## [Work instructions]
Return the data below exactly, but only from the line containing "error taxonomy, and" through the line containing "Compiles only while", with both of those lines included.

☆ ☆ ☆

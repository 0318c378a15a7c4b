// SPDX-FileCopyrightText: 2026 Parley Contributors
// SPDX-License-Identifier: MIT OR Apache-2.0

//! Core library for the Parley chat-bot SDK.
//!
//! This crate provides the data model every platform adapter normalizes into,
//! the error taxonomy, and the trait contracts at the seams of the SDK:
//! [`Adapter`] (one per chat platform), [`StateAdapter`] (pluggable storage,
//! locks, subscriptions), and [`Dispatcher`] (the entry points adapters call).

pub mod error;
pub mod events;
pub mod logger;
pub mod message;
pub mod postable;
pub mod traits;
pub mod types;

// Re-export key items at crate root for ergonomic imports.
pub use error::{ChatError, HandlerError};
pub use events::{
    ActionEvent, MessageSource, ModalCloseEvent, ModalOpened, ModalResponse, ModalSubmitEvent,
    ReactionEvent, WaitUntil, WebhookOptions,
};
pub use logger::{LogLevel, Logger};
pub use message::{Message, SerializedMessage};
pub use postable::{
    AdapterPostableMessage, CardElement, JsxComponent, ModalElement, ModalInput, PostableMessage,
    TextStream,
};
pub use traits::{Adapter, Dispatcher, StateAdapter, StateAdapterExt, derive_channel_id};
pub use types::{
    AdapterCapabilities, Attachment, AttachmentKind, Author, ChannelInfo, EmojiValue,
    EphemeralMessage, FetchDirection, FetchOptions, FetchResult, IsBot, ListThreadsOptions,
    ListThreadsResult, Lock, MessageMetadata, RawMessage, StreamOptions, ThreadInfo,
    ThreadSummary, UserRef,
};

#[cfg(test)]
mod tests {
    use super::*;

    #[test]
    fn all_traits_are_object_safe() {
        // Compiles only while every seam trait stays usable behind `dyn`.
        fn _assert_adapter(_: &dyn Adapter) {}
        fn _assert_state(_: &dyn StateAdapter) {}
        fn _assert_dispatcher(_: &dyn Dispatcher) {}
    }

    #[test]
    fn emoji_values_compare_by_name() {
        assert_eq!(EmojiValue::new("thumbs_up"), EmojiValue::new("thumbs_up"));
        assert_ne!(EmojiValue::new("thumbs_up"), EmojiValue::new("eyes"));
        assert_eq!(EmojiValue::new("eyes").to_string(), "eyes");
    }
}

☆ ☆ ☆

## [Exercise output]
//! the error taxonomy, and the trait contracts at the seams of the SDK:
//! [`Adapter`] (one per chat platform), [`StateAdapter`] (pluggable storage,
//! locks, subscriptions), and [`Dispatcher`] (the entry points adapters call).

pub mod error;
pub mod events;
pub mod logger;
pub mod message;
pub mod postable;
pub mod traits;
pub mod types;

// Re-export key items at crate root for ergonomic imports.
pub use error::{ChatError, HandlerError};
pub use events::{
    ActionEvent, MessageSource, ModalCloseEvent, ModalOpened, ModalResponse, ModalSubmitEvent,
    ReactionEvent, WaitUntil, WebhookOptions,
};
pub use logger::{LogLevel, Logger};
pub use message::{Message, SerializedMessage};
pub use postable::{
    AdapterPostableMessage, CardElement, JsxComponent, ModalElement, ModalInput, PostableMessage,
    TextStream,
};
pub use traits::{Adapter, Dispatcher, StateAdapter, StateAdapterExt, derive_channel_id};
pub use types::{
    AdapterCapabilities, Attachment, AttachmentKind, Author, ChannelInfo, EmojiValue,
    EphemeralMessage, FetchDirection, FetchOptions, FetchResult, IsBot, ListThreadsOptions,
    ListThreadsResult, Lock, MessageMetadata, RawMessage, StreamOptions, ThreadInfo,
    ThreadSummary, UserRef,
};

#[cfg(test)]
mod tests {
    use super::*;

    #[test]
    fn all_traits_are_object_safe() {
        // Compiles only while every seam trait stays usable behind `dyn`.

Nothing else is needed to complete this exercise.